Early on Thursday morning, Australia’s Facebook users—all 17.2 million of them—found themselves caught in a battle of wills between the social media giant and the Australian government. In a warning shot ahead of the country’s proposed law that would force tech platforms to pay news organizations for sharing their articles, Facebook has indefinitely blocked users from reading or sharing news on the platform.

Whether willfully or not, Facebook also blocked the pages of some of Australia’s public services as part of the crackdown. The page for Queensland’s public health service, Canberra’s municipal government, the country’s weather service, and Facebook’s own page were all wiped and locked as part of the sweeping move.

What may have seemed trivial a decade ago has more serious implications today. About 40 percent of Australians report using Facebook as a news source. It also shows the power that Facebook has to act when it wants to—making the company’s excuses for its slow pace in countering problems like misinformation and abuse harder to take at face value.

What’s in the code? At issue is a new Australian media code, that would allow media companies to collectively bargain with tech firms to receive a slice of revenue in return for allowing news content to appear on feeds and search results. Facebook says “the value exchange between Facebook and publishers runs in favor of the publishers,” and that referrals from Facebook offset any losses media companies may incur from missing out on advertisers. The company also claims that only 4 percent of the content shared in Australia is news-related.

Facebook’s cries of innocence aren’t entirely baseless (after all, they aren’t forcing advertisers to use their service) but the rate at which it has come to dominate the digital ad market has spooked lawmakers. Taken together, Google and Facebook now account for 80 percent of the digital ad market in Australia.

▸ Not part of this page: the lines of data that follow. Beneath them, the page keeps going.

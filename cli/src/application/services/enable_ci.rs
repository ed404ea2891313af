//! Application service: the end-to-end enable-ci use-case.
//!
//! Imports only from `crate::domain` and `crate::application::ports`.
//! All I/O is routed through injected port traits.

use std::path::Path;
use std::time::Duration;

use anyhow::{Context, Result};
use serde::Serialize;

use crate::application::ports::{
    CommandRunner, LocalFs, PlatformConnector, PlatformSession as _, ProgressReporter,
};
use crate::application::services::deploy::deploy;
use crate::application::services::provision::{
    Provisioned, ensure_application, ensure_domain, ensure_embedded, ensure_quota_not_reached,
    ensure_singleton_application,
};
use crate::application::services::readiness::ReadinessWaiter;
use crate::application::services::ssh_key::ensure_public_key;
use crate::domain::platform::{
    APPLICATION_QUOTA, Application, CLIENT_ID, Cartridge, Credentials, Domain,
    EmbeddableCartridge, EmbeddedCapability,
};
use crate::domain::project::Project;

/// Inputs for one `enable_ci` run.
pub struct EnableOptions<'a, R: ProgressReporter> {
    pub reporter: &'a R,
    pub project: &'a Project,
    pub credentials: &'a Credentials,
    /// Broker host the session is opened against.
    pub endpoint: &'a str,
    /// Domain created when the account has none.
    pub domain_name: &'a str,
    /// Name for a new CI server application.
    pub builder_name: &'a str,
    pub readiness_timeout: Duration,
    /// Public key to register before the first domain is created. `None` skips
    /// key registration.
    pub ssh_key: Option<&'a Path>,
}

/// A resource together with whether this run created it.
#[derive(Debug, Clone, Serialize)]
pub struct Tracked<T> {
    #[serde(flatten)]
    pub resource: T,
    pub status: Provisioned,
}

impl<T> From<(T, Provisioned)> for Tracked<T> {
    fn from((resource, status): (T, Provisioned)) -> Self {
        Self { resource, status }
    }
}

/// Outcome of the `enable_ci` use-case.
#[derive(Debug, Clone, Serialize)]
pub struct EnableOutcome {
    pub login: String,
    pub domain: Tracked<Domain>,
    pub application: Tracked<Application>,
    pub builder: Tracked<Application>,
    pub ci_client: Tracked<EmbeddedCapability>,
}

/// Provision CI for the project and deploy it.
///
/// Phases run strictly in order and the first error ends the run. Resources
/// created before the failure are left in place; a re-run picks them up.
/// Any readiness probe still running when this returns is aborted.
///
/// # Errors
///
/// Returns the first phase failure.
pub async fn enable_ci(
    connector: &impl PlatformConnector,
    runner: &impl CommandRunner,
    fs: &impl LocalFs,
    opts: EnableOptions<'_, impl ProgressReporter>,
) -> Result<EnableOutcome> {
    let mut waiter = ReadinessWaiter::new(opts.readiness_timeout);
    let result = run_phases(connector, runner, fs, &opts, &mut waiter).await;
    waiter.shutdown().await;
    result
}

async fn run_phases<R: ProgressReporter>(
    connector: &impl PlatformConnector,
    runner: &impl CommandRunner,
    fs: &impl LocalFs,
    opts: &EnableOptions<'_, R>,
    waiter: &mut ReadinessWaiter,
) -> Result<EnableOutcome> {
    let reporter = opts.reporter;

    // Step 1: Connect.
    reporter.step("Connecting to OpenShift...");
    let session = connector
        .connect(CLIENT_ID, opts.credentials, opts.endpoint)
        .await
        .with_context(|| format!("connecting to {}", opts.endpoint))?;
    let account = session.current_user().await.context("resolving account")?;
    reporter.success(&format!("Connected as {}", account.login));

    // Step 2: Domain, registering the ssh key when one has to be created.
    let domain = ensure_domain(&session, opts.domain_name, reporter, async || {
        match opts.ssh_key {
            Some(path) => ensure_public_key(&session, fs, path, reporter).await.map(drop),
            None => Ok(()),
        }
    })
    .await?;

    // Step 3: Project application and the CI builder.
    let application = ensure_application(
        &session,
        &domain.0,
        opts.project.name(),
        &Cartridge::JbossAs7,
        reporter,
    )
    .await?;
    let builder = ensure_singleton_application(
        &session,
        &domain.0,
        &Cartridge::Jenkins14,
        opts.builder_name,
        reporter,
    )
    .await?;

    // Step 4: Both must answer before the client can be embedded.
    waiter.await_reachable(&session, &builder.0, reporter).await?;
    waiter
        .await_reachable(&session, &application.0, reporter)
        .await?;

    // Step 5: CI client on the project application.
    let ci_client = ensure_embedded(
        &session,
        &domain.0,
        &application.0,
        &EmbeddableCartridge::JenkinsClient14,
        reporter,
    )
    .await?;

    // Step 6: Quota, then deployment.
    ensure_quota_not_reached(&session, &domain.0, APPLICATION_QUOTA, reporter).await?;
    deploy(runner, opts.project, &application.0, reporter).await?;
    reporter.success("Done.");

    Ok(EnableOutcome {
        login: account.login,
        domain: domain.into(),
        application: application.into(),
        builder: builder.into(),
        ci_client: ci_client.into(),
    })
}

Google’s play. Google, which holds an even larger share of that market than Facebook, has taken a different route. This week it announced revenue sharing agreements with Australian media giants Seven West Media, Nine, and News Corp—a major victory for Rupert Murdoch, whose media empire dominates the Australian market.

Power move. The fact that Facebook—which made more than $27 billion in the fourth quarter of 2020 alone—could easily pay whatever fees the proposed law would mandate appears to be beside the point. “What Facebook wants to do,” the BBC’s James Clayton writes, “is call the shots.”

With such a deep well of user data at Facebook’s fingertips, the company likely already knows whether the move to restrict news has had an impact on its bottom line. A bigger test will be how Facebook reacts when huge markets like the European Union, which are considering similar legislation, decide to act.

Tech backlash. As Vivek Wadhwa and Tarun Wadhwa wrote at the end of 2020, the Big Tech backlash is alive and well in the United States, too. They gave seven reasons why Silicon Valley will struggle under a Biden administration.

What We’re Following Today

Blinken talks Iran. U.S. Secretary of State Antony Blinken joins his counterparts from the United Kingdom, Germany, and France today to discuss Middle East policy, with a particular focus on Iran. The meeting comes a day after German Chancellor Angela Merkel called Iranian President Hassan Rouhani to voice her “concern” over Tehran’s recent actions in breach of the 2015 nuclear deal. The ministerial meeting is timely, as Iran has threatened to limit nuclear inspections from Monday if U.S. sanctions are not lifted.

Guterres condemns vaccine nationalism. U.N. Secretary-General Antonio Guterres has condemned the “wildly uneven and unfair” allocation of coronavirus vaccines, pointing out that just 10 countries had distributed 75 percent of vaccines so far. He called on the G-7 nations—meeting this Friday—to “create the momentum to mobilize the necessary financial resources” to jumpstart a global vaccination plan.

Guterres’s comments come as the European Union opened the gap further with two new major vaccine purchases in quick succession: 300 million doses from Moderna and 200 million from Pfizer/BioNTech. EU Commission President Ursula von der Leyen said the increased supply—2.6 billion doses in total—would help the bloc to provide vaccines not only to its citizens but to “neighbors and partners” also.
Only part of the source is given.